Professor and HHMI Investigator
Dr. Ning Zheng is a Professor in the Department of Pharmacology in the University of Washington School of Medicine and a Howard Hughes Medical Institute Investigator. He obtained his PhD in 1997 from University of Texas Southwestern Medical Center at Dallas and did his postdoctoral studies at Memorial Sloan-Kettering Cancer Center in New York City, where he published two seminal studies on the atomic structures of two prototypical human ubiquitin ligase complexes. He has since been a leading scientist in the fields of structural biology and protein ubiquitination.

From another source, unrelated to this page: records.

//! Transcript-to-action rule chain so spoken phrases map onto app routes.
//!
//! The interpreter is a pure mapping: one lowercased transcript in, exactly
//! one action out. Rules live in an explicit ordered table because priority
//! between them is load-bearing (the help rule must outrank navigation, and
//! creation intents must reject browsing phrasings before the feed rules get
//! a chance to claim them). First match wins and short-circuits the rest.

use crate::help;
use crate::route::{Category, FeedTab, Route};
use serde::{Deserialize, Serialize};

const HELP_KEYWORDS: &[&str] = &["help", "what can i say", "commands"];

/// Markers that turn a bare "donate"/"request" mention into a creation intent.
/// Kept exactly as shipped; broader inference here misroutes browse phrasings.
const CREATE_DONATION_MARKERS: &[&str] = &["want to", "i", "create"];
const CREATE_REQUEST_MARKERS: &[&str] = &["want to", "create", "make", "need"];

/// Browsing markers that veto the creation rules so "find donations near me"
/// never opens the donation form.
const BROWSE_MARKERS: &[&str] = &["find", "search", "show", "see"];

const SEARCH_PREFIX: &str = "search for";

/// Fixed navigation phrases checked in priority order.
const NAV_TARGETS: &[(&[&str], Route, &str)] = &[
    (&["home", "go to start"], Route::Home, "Navigating home"),
    (&["profile"], Route::Profile, "Navigating to profile"),
    (
        &["messages", "inbox"],
        Route::Messages,
        "Navigating to messages",
    ),
    (
        &["my listings"],
        Route::MyListings,
        "Navigating to my listings",
    ),
];

/// Single outcome of interpreting one transcript.
#[derive(Debug, Clone, PartialEq, Eq, Serialize, Deserialize)]
#[serde(rename_all = "snake_case")]
pub enum CommandAction {
    /// Jump to a route, confirming the destination to the user.
    Navigate { route: Route, confirmation: String },
    /// Read back the fixed command reference.
    Help,
    /// Nothing matched; carries the transcript verbatim plus a hint.
    Unrecognized { transcript: String, feedback: String },
}

impl CommandAction {
    fn navigate(route: Route, confirmation: impl Into<String>) -> CommandAction {
        CommandAction::Navigate {
            route,
            confirmation: confirmation.into(),
        }
    }

    fn unrecognized(raw: &str) -> CommandAction {
        CommandAction::Unrecognized {
            transcript: raw.to_string(),
            feedback: format!(
                "Command received: \"{raw}\" (no action taken). Say \"help\" to hear available commands."
            ),
        }
    }

    /// Message shown as a transient notification and, in the extended
    /// variant, spoken back to the user.
    pub fn confirmation(&self) -> &str {
        match self {
            CommandAction::Navigate { confirmation, .. } => confirmation,
            CommandAction::Help => help::HELP_MESSAGE,
            CommandAction::Unrecognized { feedback, .. } => feedback,
        }
    }
}

/// Lowercased view of one utterance with the substring checks the rules use.
struct Transcript {
    lowered: String,
}

impl Transcript {
    fn new(raw: &str) -> Self {
        Self {
            lowered: raw.to_lowercase(),
        }
    }

    fn contains(&self, needle: &str) -> bool {
        self.lowered.contains(needle)
    }

    fn contains_any(&self, needles: &[&str]) -> bool {
        needles.iter().any(|needle| self.lowered.contains(needle))
    }

    /// Remainder after the first occurrence of `phrase`, if present.
    fn tail_after(&self, phrase: &str) -> Option<&str> {
        let start = self.lowered.find(phrase)?;
        Some(&self.lowered[start + phrase.len()..])
    }

    fn category(&self) -> Option<Category> {
        Category::scan(&self.lowered)
    }
}

struct Rule {
    name: &'static str,
    apply: fn(&Transcript) -> Option<CommandAction>,
}

/// Priority order is the contract; reordering entries changes routing.
const RULES: &[Rule] = &[
    Rule {
        name: "help",
        apply: rule_help,
    },
    Rule {
        name: "fixed-navigation",
        apply: rule_fixed_navigation,
    },
    Rule {
        name: "create-donation",
        apply: rule_create_donation,
    },
    Rule {
        name: "create-request",
        apply: rule_create_request,
    },
    Rule {
        name: "category-requests",
        apply: rule_category_requests,
    },
    Rule {
        name: "category-donations",
        apply: rule_category_donations,
    },
    Rule {
        name: "feed-tab",
        apply: rule_feed_tab,
    },
    Rule {
        name: "free-search",
        apply: rule_free_search,
    },
];

/// Map one transcript to exactly one action. Total and pure: never panics,
/// holds no state, and returns the same action for the same input.
pub fn interpret(raw: &str) -> CommandAction {
    let transcript = Transcript::new(raw);
    for rule in RULES {
        if let Some(action) = (rule.apply)(&transcript) {
            tracing::debug!(rule = rule.name, "voice command matched");
            return action;
        }
    }
    tracing::debug!("voice command unrecognized");
    CommandAction::unrecognized(raw)
}

fn rule_help(transcript: &Transcript) -> Option<CommandAction> {
    transcript
        .contains_any(HELP_KEYWORDS)
        .then_some(CommandAction::Help)
}

fn rule_fixed_navigation(transcript: &Transcript) -> Option<CommandAction> {
    NAV_TARGETS
        .iter()
        .find(|(keywords, _, _)| transcript.contains_any(keywords))
        .map(|(_, route, confirmation)| CommandAction::navigate(route.clone(), *confirmation))
}

fn rule_create_donation(transcript: &Transcript) -> Option<CommandAction> {
    let create_intent = transcript.contains("donate")
        && transcript.contains_any(CREATE_DONATION_MARKERS)
        && !transcript.contains_any(BROWSE_MARKERS);
    create_intent
        .then(|| CommandAction::navigate(Route::CreateListing, "Opening donation form"))
}

fn rule_create_request(transcript: &Transcript) -> Option<CommandAction> {
    let create_intent = transcript.contains("request")
        && transcript.contains_any(CREATE_REQUEST_MARKERS)
        && !transcript.contains_any(BROWSE_MARKERS);
    create_intent.then(|| CommandAction::navigate(Route::CreateRequest, "Opening request form"))
}

/// "Show me what people can donate in furniture" surfaces the outstanding
/// requests for that category rather than browsing donations.
fn rule_category_requests(transcript: &Transcript) -> Option<CommandAction> {
    if !(transcript.contains("can donate") || transcript.contains("requests")) {
        return None;
    }
    let category = transcript.category()?;
    Some(CommandAction::navigate(
        Route::feed(FeedTab::Requests, Some(category)),
        format!("Showing requests for {category}"),
    ))
}

fn rule_category_donations(transcript: &Transcript) -> Option<CommandAction> {
    if !transcript.contains_any(&["donations", "find", "show"]) {
        return None;
    }
    let category = transcript.category()?;
    Some(CommandAction::navigate(
        Route::feed(FeedTab::Donations, Some(category)),
        format!("Showing donations for {category}"),
    ))
}

fn rule_feed_tab(transcript: &Transcript) -> Option<CommandAction> {
    if transcript.contains_any(&["show requests", "see requests"]) {
        return Some(CommandAction::navigate(
            Route::feed(FeedTab::Requests, None),
            "Showing all requests",
        ));
    }
    if transcript.contains_any(&["show donations", "see donations"]) {
        return Some(CommandAction::navigate(
            Route::feed(FeedTab::Donations, None),
            "Showing all donations",
        ));
    }
    None
}

fn rule_free_search(transcript: &Transcript) -> Option<CommandAction> {
    let term = transcript.tail_after(SEARCH_PREFIX)?.trim();
    if term.is_empty() {
        // "search for" followed by nothing falls through to the default.
        return None;
    }
    Some(CommandAction::navigate(
        Route::search(term),
        format!("Searching for {term}"),
    ))
}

As an experimental structural biologist, Dr. Ning Zheng’s research focuses on the molecular and structural mechanisms by which protein-protein interactions control eukaryotic biology and human diseases. For many years, research in his laboratory has made major contributions to the structural and functional analyses of the cullin-RING superfamily of ubiquitin ligase machinery, which has been implicated in regulating diverse cellular functions, including but not limited to, signal transduction, cell cycle, transcriptional control, and DNA repair.
His recent studies have made major impact to several additional areas of life sciences, including protein degradation, plant hormone signaling, circadian clock regulation, chromatin modification, and structure-function of ion channels and transporters. Based on his seminal studies of the perception mechanism of the plant hormone auxin, he introduced, for the first time, the concept of “molecular glue”, which explains the mechanisms by which small molecules promote protein-protein interactions by complementing protein interfaces. This concept has now been applied to the discovery and development of novel therapeutic compounds that induce targeted protein degradation.
Dr. Ning Zheng has recently co-founded two start-up companies, which are actively developing new strategies for discovering “molecular glue” compounds that can promote the ubiquitination and degradation of disease-causing targets, which are conventionally considered undruggable. His own laboratory is also actively pursuing academic drug discovery programs that are aimed at tackling challenging human diseases, such as cancers and neurodegenerative disorders.
After joining the faculty of Pharmacology at the University of Washington, Dr. Ning Zheng received the Pew Scholar Award and Burroughs Welcome Investigator award in Pathogenesis of Infectious Diseases. He subsequently became a Howard Hughes Medical Institute Investigator in 2008 and was promoted to Professor in 2012. He was elected as a Fellow of American Association for the Advancement of Science in 2015 and the Washington State Academy of Science Member in 2020.